Alternative medicine plan is 'waste of money'

January 28, 2010

Two professors are at loggerheads over the value of a new project to advance the science behind complementary and alternative medicine (CAM), after one claimed that it was dominated by partisan groups and likely to prove a waste of taxpayers' money.

The £1.46 million European-Union funded CAMbrella project aims to develop a "roadmap for future research" in the field.

A group of 16 scientific partners from across Europe met last week to begin work.

But the project was criticised by Edzard Ernst, professor of complementary medicine at the University of Exeter, who said he feared it would be a "waste of money".

"It lacks critical input and is dominated by CAM-believers," he said, adding that the funding would be better spent on "a few rigorous studies".

But his criticisms were rejected by George Lewith, professor of health research and head of a complementary and integrated medicine research unit at the University of Southampton, who is participating in the project.

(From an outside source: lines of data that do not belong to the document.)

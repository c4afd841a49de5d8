use crate::sink::{upload_path, FileSink, Storage};
use bytes::Bytes;
use futures_util::future::{BoxFuture, FutureExt};
use std::io;
use std::path::{Path, PathBuf};
use tokio::fs::File;
use tokio::io::AsyncWriteExt;
use tokio::sync::mpsc;
use tokio::task::JoinHandle;

/// Stores uploads under a root directory with a tokio writer task per file.
///
/// `write` only queues the bytes, so parsing never waits on the disk. Must be
/// used from within a tokio runtime.
///
/// # Optional
///
/// This requires the optional `tokio-io` feature to be enabled.
#[derive(Debug, Clone)]
pub struct TokioStorage {
    root: PathBuf,
}

impl TokioStorage {
    /// Stores files under `root`, which must already exist.
    pub fn new<P: Into<PathBuf>>(root: P) -> TokioStorage {
        TokioStorage { root: root.into() }
    }
}

impl Storage for TokioStorage {
    fn open(&mut self, _field_name: &str, file_name: &str) -> io::Result<Box<dyn FileSink>> {
        let path = upload_path(&self.root, file_name);
        let (tx, rx) = mpsc::unbounded_channel();
        let task = tokio::spawn(write_queued(path.clone(), rx));

        Ok(Box::new(TokioFile { path, tx, task }))
    }
}

async fn write_queued(path: PathBuf, mut rx: mpsc::UnboundedReceiver<Bytes>) -> io::Result<()> {
    let mut file = File::create(&path).await?;

    while let Some(bytes) = rx.recv().await {
        file.write_all(&bytes).await?;
    }

    file.flush().await?;
    file.sync_all().await
}

struct TokioFile {
    path: PathBuf,
    tx: mpsc::UnboundedSender<Bytes>,
    task: JoinHandle<io::Result<()>>,
}

impl FileSink for TokioFile {
    fn path(&self) -> &Path {
        &self.path
    }

    fn write(&mut self, bytes: &[u8]) -> io::Result<()> {
        // The writer task only hangs up after a failed write; its error surfaces on close.
        if self.tx.send(Bytes::copy_from_slice(bytes)).is_err() {
            return Err(io::Error::new(io::ErrorKind::BrokenPipe, "upload writer stopped"));
        }
        Ok(())
    }

    fn close(self: Box<Self>) -> BoxFuture<'static, io::Result<()>> {
        let TokioFile { tx, task, .. } = *self;
        drop(tx);

        async move {
            match task.await {
                Ok(res) => res,
                Err(err) => Err(io::Error::new(io::ErrorKind::Other, err)),
            }
        }
        .boxed()
    }
}

#[cfg(test)]
mod tests {
    use super::*;

    #[tokio::test]
    async fn test_tokio_storage() {
        let dir = tempfile::tempdir().unwrap();
        let mut storage = TokioStorage::new(dir.path());

        let mut sink = storage.open("file", "upload.bin").unwrap();
        let path = sink.path().to_path_buf();
        for chunk in [&b"abc"[..], b"def", b"\r\n\x00\xff"] {
            sink.write(chunk).unwrap();
        }
        sink.close().await.unwrap();

        assert_eq!(tokio::fs::read(&path).await.unwrap(), b"abcdef\r\n\x00\xff");
    }
}
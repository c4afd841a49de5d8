/// Position of the parser inside the multipart message.
///
/// `pos` counts the boundary key bytes matched so far; it survives across
/// `write` calls so a delimiter split over several chunks is still found.
#[derive(Debug, Clone, Copy, PartialEq, Eq)]
pub(crate) enum Stage {
    /// Before the first boundary. Bytes here are discarded.
    Preamble,
    /// Tentatively matching the delimiter found in the preamble.
    PreambleBoundary { pos: usize },
    /// Tentatively matching the delimiter inside a part body. The matched
    /// bytes are replayed into the body if the match fails.
    MatchingBoundary { pos: usize },
    /// The whole key matched; expecting CRLF or `--`.
    BoundaryEnd,
    BoundaryCr,
    BoundaryDash,
    HeaderLineStart,
    HeaderName,
    HeaderValueStart,
    HeaderValue,
    HeaderValueCr,
    HeaderBlockCr,
    Body,
    /// After `--boundary--`. Only a single CRLF may follow.
    Epilogue,
    EpilogueCr,
    EpilogueDone,
    /// Parsing stopped: an error was emitted or the instance was destroyed.
    Failed,
}

impl Stage {
    pub(crate) fn describe(self) -> &'static str {
        match self {
            Stage::Preamble | Stage::PreambleBoundary { .. } => "preamble",
            Stage::MatchingBoundary { .. } | Stage::BoundaryEnd | Stage::BoundaryCr | Stage::BoundaryDash => {
                "boundary"
            }
            Stage::HeaderLineStart | Stage::HeaderBlockCr => "header block",
            Stage::HeaderName => "header name",
            Stage::HeaderValueStart | Stage::HeaderValue | Stage::HeaderValueCr => "header value",
            Stage::Body => "part body",
            Stage::Epilogue | Stage::EpilogueCr | Stage::EpilogueDone => "epilogue",
            Stage::Failed => "failed stream",
        }
    }

    pub(crate) fn in_epilogue(self) -> bool {
        matches!(self, Stage::Epilogue | Stage::EpilogueCr | Stage::EpilogueDone)
    }
}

He insisted that it was a "legitimate endeavour" that would provide useful information for policy decisions. He added that all those involved in the consortium were experts in CAM and many had published papers that were critical of the efficacy of the therapies.

He said Professor Ernst "always errs on the side of being very negative - and that is the problem he has with almost every other researcher in the field ... He is out on a limb because he is so consistently negative ... his view of the data is almost entirely inconsistent with everyone else in the field."

In response, Professor Ernst said that "CAM enthusiasts frequently confuse critical thinking with negativity".

The spat comes as another campaigner against CAM and "pseudoscience", David Colquhoun, professor of pharmacology at University College London, revealed details on his blog of the content of a now-defunct BSc in homeopathy at the University of Central Lancashire. Among the material released by Uclan after a long legal battle are slides on the homeopathic treatment of cancer. It is illegal for homeopaths to claim they are able to treat the disease.